(Dataset excerpts)
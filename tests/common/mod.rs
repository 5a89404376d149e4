//! Shared mock collaborators for integration tests.

use std::collections::{HashMap, HashSet};
use std::sync::Mutex;

use async_trait::async_trait;

use bulletin::{
    ConfigClient, DirectoryClient, DirectoryError, DomainFilter, DomainRecord, DomainSettings,
    Listing, MailError, MailTransport, ResourceState, SettingsError, UserFilter, UserRecord,
    WorkspaceFilter, WorkspaceMemberFilter, WorkspaceRecord,
};

/// In-memory directory service fixture.
#[derive(Default)]
pub struct MockDirectory {
    pub domains: Vec<DomainRecord>,
    pub workspaces: Vec<WorkspaceRecord>,
    /// domain_id -> users
    pub users: HashMap<String, Vec<UserRecord>>,
    /// workspace_id -> members
    pub members: HashMap<String, Vec<UserRecord>>,
    pub fail: bool,
}

impl MockDirectory {
    pub fn with_domain(mut self, domain_id: &str, state: ResourceState) -> Self {
        self.domains.push(DomainRecord {
            domain_id: domain_id.to_string(),
            state,
        });
        self
    }

    pub fn with_workspace(mut self, workspace_id: &str, domain_id: &str) -> Self {
        self.workspaces.push(WorkspaceRecord {
            workspace_id: workspace_id.to_string(),
            domain_id: domain_id.to_string(),
            state: ResourceState::Enabled,
        });
        self
    }

    pub fn with_user(mut self, domain_id: &str, email: &str) -> Self {
        self.users
            .entry(domain_id.to_string())
            .or_default()
            .push(verified_user(email));
        self
    }

    pub fn with_member(mut self, workspace_id: &str, email: &str) -> Self {
        self.members
            .entry(workspace_id.to_string())
            .or_default()
            .push(verified_user(email));
        self
    }
}

pub fn verified_user(email: &str) -> UserRecord {
    UserRecord {
        user_id: email.to_string(),
        email: email.to_string(),
        state: ResourceState::Enabled,
        email_verified: true,
    }
}

#[async_trait]
impl DirectoryClient for MockDirectory {
    async fn list_domains(
        &self,
        filter: &DomainFilter,
    ) -> Result<Listing<DomainRecord>, DirectoryError> {
        if self.fail {
            return Err(DirectoryError::Unavailable("directory down".to_string()));
        }
        Ok(Listing::new(
            self.domains
                .iter()
                .filter(|d| d.state == filter.state)
                .cloned()
                .collect(),
        ))
    }

    async fn list_workspaces(
        &self,
        filter: &WorkspaceFilter,
    ) -> Result<Listing<WorkspaceRecord>, DirectoryError> {
        if self.fail {
            return Err(DirectoryError::Unavailable("directory down".to_string()));
        }
        Ok(Listing::new(
            self.workspaces
                .iter()
                .filter(|w| w.domain_id == filter.domain_id && w.state == filter.state)
                .cloned()
                .collect(),
        ))
    }

    async fn list_users(
        &self,
        filter: &UserFilter,
    ) -> Result<Listing<UserRecord>, DirectoryError> {
        if self.fail {
            return Err(DirectoryError::Unavailable("directory down".to_string()));
        }
        Ok(Listing::new(
            self.users
                .get(&filter.domain_id)
                .cloned()
                .unwrap_or_default(),
        ))
    }

    async fn list_workspace_members(
        &self,
        filter: &WorkspaceMemberFilter,
    ) -> Result<Listing<UserRecord>, DirectoryError> {
        if self.fail {
            return Err(DirectoryError::Unavailable("directory down".to_string()));
        }
        Ok(Listing::new(
            self.members
                .get(&filter.workspace_id)
                .cloned()
                .unwrap_or_default(),
        ))
    }
}

/// In-memory config service fixture.
#[derive(Default)]
pub struct MockConfigService {
    /// domain_id -> language
    pub languages: HashMap<String, String>,
    /// Domains whose settings lookup fails.
    pub fail_for: HashSet<String>,
}

impl MockConfigService {
    pub fn with_language(mut self, domain_id: &str, language: &str) -> Self {
        self.languages
            .insert(domain_id.to_string(), language.to_string());
        self
    }

    pub fn failing_for(mut self, domain_id: &str) -> Self {
        self.fail_for.insert(domain_id.to_string());
        self
    }
}

#[async_trait]
impl ConfigClient for MockConfigService {
    async fn get_domain_settings(&self, domain_id: &str) -> Result<DomainSettings, SettingsError> {
        if self.fail_for.contains(domain_id) {
            return Err(SettingsError::Query("settings missing".to_string()));
        }
        Ok(DomainSettings {
            language: self.languages.get(domain_id).cloned(),
        })
    }
}

/// Mail transport fixture recording every accepted message.
#[derive(Default)]
pub struct MockMailer {
    pub sent: Mutex<Vec<SentMail>>,
    pub fail_for: HashSet<String>,
}

#[derive(Debug, Clone)]
pub struct SentMail {
    pub to: String,
    pub subject: String,
    pub body: String,
}

impl MockMailer {
    pub fn failing_for(mut self, email: &str) -> Self {
        self.fail_for.insert(email.to_string());
        self
    }

    pub fn recipients(&self) -> Vec<String> {
        self.sent.lock().unwrap().iter().map(|m| m.to.clone()).collect()
    }
}

#[async_trait]
impl MailTransport for MockMailer {
    async fn send(&self, to: &str, subject: &str, body: &str) -> Result<(), MailError> {
        if self.fail_for.contains(to) {
            return Err(MailError::Delivery("rejected by server".to_string()));
        }
        self.sent.lock().unwrap().push(SentMail {
            to: to.to_string(),
            subject: subject.to_string(),
            body: body.to_string(),
        });
        Ok(())
    }
}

▶ _Your goal_
Copy out every record exactly.

▶ _Output of the exercise_
filename tests/common/mod.rs
repository 5a89404376d149e4
//! Shared mock collaborators for integration tests.

use std::collections::{HashMap, HashSet};
use std::sync::Mutex;

use async_trait::async_trait;

use bulletin::{
    ConfigClient, DirectoryClient, DirectoryError, DomainFilter, DomainRecord, DomainSettings,
    Listing, MailError, MailTransport, ResourceState, SettingsError, UserFilter, UserRecord,
    WorkspaceFilter, WorkspaceMemberFilter, WorkspaceRecord,
};

/// In-memory directory service fixture.
#[derive(Default)]
pub struct MockDirectory {
    pub domains: Vec<DomainRecord>,
    pub workspaces: Vec<WorkspaceRecord>,
    /// domain_id -> users
    pub users: HashMap<String, Vec<UserRecord>>,
    /// workspace_id -> members
    pub members: HashMap<String, Vec<UserRecord>>,
    pub fail: bool,
}

impl MockDirectory {
    pub fn with_domain(mut self, domain_id: &str, state: ResourceState) -> Self {
        self.domains.push(DomainRecord {
            domain_id: domain_id.to_string(),
            state,
        });
        self
    }

    pub fn with_workspace(mut self, workspace_id: &str, domain_id: &str) -> Self {
        self.workspaces.push(WorkspaceRecord {
            workspace_id: workspace_id.to_string(),
            domain_id: domain_id.to_string(),
            state: ResourceState::Enabled,
        });
        self
    }

    pub fn with_user(mut self, domain_id: &str, email: &str) -> Self {
        self.users
            .entry(domain_id.to_string())
            .or_default()
            .push(verified_user(email));
        self
    }

    pub fn with_member(mut self, workspace_id: &str, email: &str) -> Self {
        self.members
            .entry(workspace_id.to_string())
            .or_default()
            .push(verified_user(email));
        self
    }
}

pub fn verified_user(email: &str) -> UserRecord {
    UserRecord {
        user_id: email.to_string(),
        email: email.to_string(),
        state: ResourceState::Enabled,
        email_verified: true,
    }
}

#[async_trait]
impl DirectoryClient for MockDirectory {
    async fn list_domains(
        &self,
        filter: &DomainFilter,
    ) -> Result<Listing<DomainRecord>, DirectoryError> {
        if self.fail {
            return Err(DirectoryError::Unavailable("directory down".to_string()));
        }
        Ok(Listing::new(
            self.domains
                .iter()
                .filter(|d| d.state == filter.state)
                .cloned()
                .collect(),
        ))
    }

    async fn list_workspaces(
        &self,
        filter: &WorkspaceFilter,
    ) -> Result<Listing<WorkspaceRecord>, DirectoryError> {
        if self.fail {
            return Err(DirectoryError::Unavailable("directory down".to_string()));
        }
        Ok(Listing::new(
            self.workspaces
                .iter()
                .filter(|w| w.domain_id == filter.domain_id && w.state == filter.state)
                .cloned()
                .collect(),
        ))
    }

    async fn list_users(
        &self,
        filter: &UserFilter,
    ) -> Result<Listing<UserRecord>, DirectoryError> {
        if self.fail {
            return Err(DirectoryError::Unavailable("directory down".to_string()));
        }
        Ok(Listing::new(
            self.users
                .get(&filter.domain_id)
                .cloned()
                .unwrap_or_default(),
        ))
    }

    async fn list_workspace_members(
        &self,
        filter: &WorkspaceMemberFilter,
    ) -> Result<Listing<UserRecord>, DirectoryError> {
        if self.fail {
            return Err(DirectoryError::Unavailable("directory down".to_string()));
        }
        Ok(Listing::new(
            self.members
                .get(&filter.workspace_id)
                .cloned()
                .unwrap_or_default(),
        ))
    }
}

/// In-memory config service fixture.
#[derive(Default)]
pub struct MockConfigService {
    /// domain_id -> language
    pub languages: HashMap<String, String>,
    /// Domains whose settings lookup fails.
    pub fail_for: HashSet<String>,
}

impl MockConfigService {
    pub fn with_language(mut self, domain_id: &str, language: &str) -> Self {
        self.languages
            .insert(domain_id.to_string(), language.to_string());
        self
    }

    pub fn failing_for(mut self, domain_id: &str) -> Self {
        self.fail_for.insert(domain_id.to_string());
        self
    }
}

#[async_trait]
impl ConfigClient for MockConfigService {
    async fn get_domain_settings(&self, domain_id: &str) -> Result<DomainSettings, SettingsError> {
        if self.fail_for.contains(domain_id) {
            return Err(SettingsError::Query("settings missing".to_string()));
        }
        Ok(DomainSettings {
            language: self.languages.get(domain_id).cloned(),
        })
    }
}

/// Mail transport fixture recording every accepted message.
#[derive(Default)]
pub struct MockMailer {
    pub sent: Mutex<Vec<SentMail>>,
    pub fail_for: HashSet<String>,
}

#[derive(Debug, Clone)]
pub struct SentMail {
    pub to: String,
    pub subject: String,
    pub body: String,
}

impl MockMailer {
    pub fn failing_for(mut self, email: &str) -> Self {
        self.fail_for.insert(email.to_string());
        self
    }

    pub fn recipients(&self) -> Vec<String> {
        self.sent.lock().unwrap().iter().map(|m| m.to.clone()).collect()
    }
}

#[async_trait]
impl MailTransport for MockMailer {
    async fn send(&self, to: &str, subject: &str, body: &str) -> Result<(), MailError> {
        if self.fail_for.contains(to) {
            return Err(MailError::Delivery("rejected by server".to_string()));
        }
        self.sent.lock().unwrap().push(SentMail {
            to: to.to_string(),
            subject: subject.to_string(),
            body: body.to_string(),
        });
        Ok(())
    }
}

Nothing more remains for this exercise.